Facial expression recognition with a really small dataset

manu · November 4, 2017, 10:54am

Hi,

I’m trying to solve a facial recognition problem with the dataset provided in

http://www.kasrl.org/jaffe.html

In order to simplify the problem, I considered only two classes, neutral and “the rest” (the rest actually consists of six different classes: sad, angry…).

I think, the main problem is that the number of samples is really small (213, overall).
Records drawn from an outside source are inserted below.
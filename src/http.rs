use axum::{
    Form, Json,
    extract::{Query, State},
    http::{StatusCode, header},
    response::{Html, IntoResponse, Redirect, Response},
};
use chrono::Local;
use serde::Serialize;
use thiserror::Error;

use site_core::metrics::{self, BarRow, Donut, FlowReadings, GaugeReading, Kpi, PriceBoard, Tile};
use site_core::report::assemble;
use site_core::{EssConfig, SectionToggles, StatusSnapshot, VppConfig};

use crate::AppState;
use crate::export::ExportError;
use crate::pages::forms::{self, FormAction, Notice};
use crate::pages::report::ReportView;
use crate::pages::{self, Header, Tab};
use crate::poller::CachedStatus;

type FormPairs = Vec<(String, String)>;

#[derive(Debug, Error)]
pub enum HttpError {
    #[error("bad form: {0}")]
    BadForm(String),
    #[error(transparent)]
    Export(#[from] ExportError),
}

impl IntoResponse for HttpError {
    fn into_response(self) -> Response {
        let status = match &self {
            HttpError::BadForm(_) => StatusCode::BAD_REQUEST,
            HttpError::Export(ExportError::Busy) => StatusCode::CONFLICT,
            HttpError::Export(_) => StatusCode::BAD_GATEWAY,
        };
        (status, Json(serde_json::json!({ "error": self.to_string() }))).into_response()
    }
}

async fn page<F>(state: &AppState, tab: Tab, body: F) -> Html<String>
where
    F: FnOnce(&CachedStatus) -> String,
{
    let cached = state.cache().current().await;
    let mut header = Header::from_cache(&cached, Local::now());
    if tab.live() {
        header.refresh_secs = Some(state.config.poll_interval_secs.max(1));
    }
    Html(pages::shell(tab, &header, &body(&cached)))
}

pub(crate) async fn home(State(state): State<AppState>) -> Html<String> {
    let layout = state.config.layout();
    page(&state, Tab::Home, |cached| {
        pages::home::render(cached, layout, state.placeholder.as_ref())
    })
    .await
}

pub(crate) async fn pv(State(state): State<AppState>) -> Html<String> {
    page(&state, Tab::Pv, |cached| {
        pages::pv::render(cached.snapshot.as_ref(), state.config.stage_width_px)
    })
    .await
}

pub(crate) async fn pcs(State(state): State<AppState>) -> Html<String> {
    page(&state, Tab::Pcs, |cached| pages::status::pcs(cached.snapshot.as_ref())).await
}

pub(crate) async fn bms(State(state): State<AppState>) -> Html<String> {
    page(&state, Tab::Bms, |cached| pages::status::bms(cached.snapshot.as_ref())).await
}

pub(crate) async fn alarm(State(state): State<AppState>) -> Html<String> {
    page(&state, Tab::Alarm, |cached| pages::status::alarm(cached.snapshot.as_ref())).await
}

pub(crate) async fn settings(State(state): State<AppState>) -> Html<String> {
    page(&state, Tab::Settings, |cached| {
        pages::status::settings(&state.config, cached)
    })
    .await
}

pub(crate) async fn ess_page(State(state): State<AppState>) -> Html<String> {
    let (cfg, notice) = match state.client.ess_config().await {
        Ok(cfg) => (cfg, None),
        Err(err) => {
            tracing::warn!("ess config fetch failed, showing defaults: {}", err);
            let notice = Notice::Error(format!("설정을 불러오지 못했습니다: {}", err.reason()));
            (EssConfig::default(), Some(notice))
        }
    };
    page(&state, Tab::Ess, |_| forms::render_ess(&cfg, notice.as_ref())).await
}

pub(crate) async fn ess_submit(
    State(state): State<AppState>,
    Form(pairs): Form<FormPairs>,
) -> Result<Html<String>, HttpError> {
    let cfg = forms::ess_from_form(&pairs);
    let (cfg, notice) = match FormAction::from_pairs(&pairs) {
        Some(FormAction::Save) => save_ess(&state, cfg).await,
        Some(FormAction::Apply) => apply_ess(&state, cfg).await,
        _ => return Err(HttpError::BadForm("unknown ess form action".to_string())),
    };
    Ok(page(&state, Tab::Ess, |_| forms::render_ess(&cfg, Some(&notice))).await)
}

/// Validate, then store. On any failure the user's input comes back unchanged.
async fn save_ess(state: &AppState, cfg: EssConfig) -> (EssConfig, Notice) {
    if let Err(err) = cfg.validate() {
        return (cfg, Notice::Error(err.to_string()));
    }
    match state.client.save_ess_config(&cfg.sanitized()).await {
        Ok(saved) => {
            tracing::info!("ess config saved name={} capacity_kwh={}", saved.name, saved.capacity_kwh);
            (saved, Notice::Ok("설정이 저장되었습니다.".to_string()))
        }
        Err(err) => {
            tracing::warn!("ess config save failed: {}", err);
            (cfg, Notice::Error(format!("저장 실패: {}", err.reason())))
        }
    }
}

/// Store what is on screen, then ask the backend to apply it.
async fn apply_ess(state: &AppState, cfg: EssConfig) -> (EssConfig, Notice) {
    let (cfg, saved) = save_ess(state, cfg).await;
    if matches!(saved, Notice::Error(_)) {
        return (cfg, saved);
    }
    match state.client.apply_ess().await {
        Ok(receipt) => {
            tracing::info!("ess config applied id={} status={}", receipt.id, receipt.status);
            (cfg, Notice::Ok("설정이 적용/반영되었습니다.".to_string()))
        }
        Err(err) => {
            tracing::warn!("ess apply failed: {}", err);
            (cfg, Notice::Error(format!("적용 실패: {}", err.reason())))
        }
    }
}

pub(crate) async fn vpp_page(State(state): State<AppState>) -> Html<String> {
    let (cfg, notice) = match state.client.vpp_config().await {
        Ok(cfg) => (cfg, None),
        Err(err) => {
            tracing::warn!("vpp config fetch failed, showing defaults: {}", err);
            let notice = Notice::Error(format!("설정을 불러오지 못했습니다: {}", err.reason()));
            (VppConfig::default(), Some(notice))
        }
    };
    page(&state, Tab::Vpp, |_| forms::render_vpp(&cfg, notice.as_ref())).await
}

pub(crate) async fn vpp_submit(
    State(state): State<AppState>,
    Form(pairs): Form<FormPairs>,
) -> Result<Html<String>, HttpError> {
    let mut cfg = forms::vpp_from_form(&pairs);
    let notice = match FormAction::from_pairs(&pairs) {
        Some(FormAction::AddResource) => {
            cfg.add_resource();
            None
        }
        Some(FormAction::RemoveResource(idx)) => {
            if cfg.remove_resource(idx).is_none() {
                return Err(HttpError::BadForm(format!("no resource at index {idx}")));
            }
            None
        }
        Some(FormAction::Save) => {
            let (saved, notice) = save_vpp(&state, cfg).await;
            cfg = saved;
            Some(notice)
        }
        Some(FormAction::Apply) => {
            let (applied, notice) = apply_vpp(&state, cfg).await;
            cfg = applied;
            Some(notice)
        }
        None => return Err(HttpError::BadForm("unknown vpp form action".to_string())),
    };
    Ok(page(&state, Tab::Vpp, |_| forms::render_vpp(&cfg, notice.as_ref())).await)
}

async fn save_vpp(state: &AppState, cfg: VppConfig) -> (VppConfig, Notice) {
    if let Err(err) = cfg.validate() {
        return (cfg, Notice::Error(err.to_string()));
    }
    match state.client.save_vpp_config(&cfg.sanitized()).await {
        Ok(saved) => {
            tracing::info!(
                "vpp config saved site={} resources={}",
                saved.site_name,
                saved.resources.len()
            );
            (saved, Notice::Ok("VPP 설정이 저장되었습니다.".to_string()))
        }
        Err(err) => {
            tracing::warn!("vpp config save failed: {}", err);
            (cfg, Notice::Error(format!("저장 실패: {}", err.reason())))
        }
    }
}

async fn apply_vpp(state: &AppState, cfg: VppConfig) -> (VppConfig, Notice) {
    let (cfg, saved) = save_vpp(state, cfg).await;
    if matches!(saved, Notice::Error(_)) {
        return (cfg, saved);
    }
    match state.client.apply_vpp().await {
        Ok(receipt) => {
            tracing::info!("vpp config applied id={} status={}", receipt.id, receipt.status);
            (cfg, Notice::Ok("VPP 설정이 적용/반영되었습니다.".to_string()))
        }
        Err(err) => {
            tracing::warn!("vpp apply failed: {}", err);
            (cfg, Notice::Error(format!("적용 실패: {}", err.reason())))
        }
    }
}

fn toggles_from(pairs: &[(String, String)]) -> SectionToggles {
    SectionToggles::from_pairs(pairs.iter().map(|(k, v)| (k.as_str(), v.as_str())))
}

pub(crate) async fn report_page(
    State(state): State<AppState>,
    Query(pairs): Query<FormPairs>,
) -> Html<String> {
    let toggles = toggles_from(&pairs);
    let cached = state.cache().current().await;
    let (snapshot, placeholder) = match &cached.snapshot {
        Some(snapshot) => (snapshot.clone(), false),
        None => (state.placeholder.report_snapshot(), true),
    };
    let now = Local::now();
    let report = assemble(&snapshot, &toggles, &now);
    let body = pages::report::render(&ReportView {
        report: &report,
        toggles: &toggles,
        mode: state.exporter.render_state().get(),
        placeholder,
        exporting: state.exporter.is_busy(),
    });
    let header = Header::from_cache(&cached, now);
    Html(pages::shell(Tab::Report, &header, &body))
}

pub(crate) async fn report_export(
    State(state): State<AppState>,
    Form(pairs): Form<FormPairs>,
) -> Result<Response, HttpError> {
    let toggles = toggles_from(&pairs);
    let url = format!("{}/report?{}", state.self_url, toggles.to_query());
    let report = state.exporter.export(&url).await?;
    let disposition = format!("attachment; filename=\"{}\"", report.file_name);
    Ok((
        [
            (header::CONTENT_TYPE, "application/pdf".to_string()),
            (header::CONTENT_DISPOSITION, disposition),
        ],
        report.pdf,
    )
        .into_response())
}

/// Values derived from a real snapshot, as drawn on the dashboard.
#[derive(Serialize)]
struct Derived {
    donuts: Vec<Donut>,
    accumulated: Vec<BarRow>,
    prices: PriceBoard,
    flow: FlowReadings,
    pv_gauges: Vec<GaugeReading>,
    pv_tiles: Vec<Tile>,
    kpi: Kpi,
    peak_window: String,
}

impl Derived {
    fn from_snapshot(snap: &StatusSnapshot) -> Self {
        Self {
            donuts: metrics::donuts(snap),
            accumulated: metrics::accumulated_rows(snap),
            prices: metrics::price_board(snap),
            flow: metrics::flow_readings(snap),
            pv_gauges: metrics::pv_gauges(snap),
            pv_tiles: metrics::pv_tiles(snap),
            kpi: metrics::kpi(snap),
            peak_window: metrics::format_peak_window(snap),
        }
    }
}

#[derive(Serialize)]
struct DashboardView {
    #[serde(flatten)]
    status: CachedStatus,
    derived: Option<Derived>,
}

pub(crate) async fn api_dashboard(State(state): State<AppState>) -> impl IntoResponse {
    let status = state.cache().current().await;
    let derived = status.snapshot.as_ref().map(Derived::from_snapshot);
    Json(DashboardView { status, derived })
}

pub(crate) async fn refresh(State(state): State<AppState>) -> Redirect {
    let fresh = state.poller.poll_once().await;
    tracing::info!("manual refresh fresh={}", fresh);
    Redirect::to("/")
}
Is this even feasible with CNNs? I tried reusing VGG16 (replicating the grayscale channel into RGB) with no luck, but I guess this problem is quite different from the one VGG16 was meant to solve (grayscale, and just faces).

I also tried an ad-hoc model along the lines of VGG16

model = Sequential()
model.add(BatchNormalization(input_shape=(1, 224, 224)))

model.add(Conv2D(8, (3, 3), activation='relu', padding='same', data_format=data_format))
model.add(MaxPooling2D((3, 3), strides=(3, 3), data_format=data_format))

model.add(Conv2D(16, (3, 3), activation='relu', padding='same', data_format=data_format))
model.add(MaxPooling2D((2, 2), strides=(3, 3), data_format=data_format))

model.add(Conv2D(32, (3, 3), activation='relu', padding='same', data_format=data_format))
model.add(MaxPooling2D((2, 2), strides=(3, 3), data_format=data_format))

model.add(Conv2D(64, (3, 3), activation='relu', padding='same', data_format=data_format))
model.add(MaxPooling2D((2, 2), strides=(3, 3), data_format=data_format))

model.add(Flatten())
model.add(Dense(2, activation='softmax'))

The problem is, while training, the loss is going up and down most of the time (although a decreasing trend can be observed). After 100 epochs, in a certain run, I get

loss: 0.1450 - acc: 0.9444 - val_loss: 0.1556 - val_acc: 0.9750

but another run may give different (worse) results. It seems the performance is very dependent on the initialization. What should I make of this? (the training loss going up and down during training, and different runs giving inconsistent results)? I would think that a model with 25,986 parameters would always be able to overfit the training set (here, 224x224 151 images…after splitting into training-validation-test) and yield 100% accuracy on the training set (although, probably a poor validation accuracy).

Any thoughts on this?

Cheers.

Matthew · November 4, 2017, 1:28pm

If you’re seeing large swings in loss I would think that your weights are changing too dramatically, an effect coming from a large learning rate. Maybe decrease it or try an optimizer that adapts your learning rate for you like RMSProp or Adam.

Edit:
One paper claims that adaptive gradient methods are often worse than SGD:

The Marginal Value of Adaptive Gradient Methods in Machine Learning (May 23, 2017)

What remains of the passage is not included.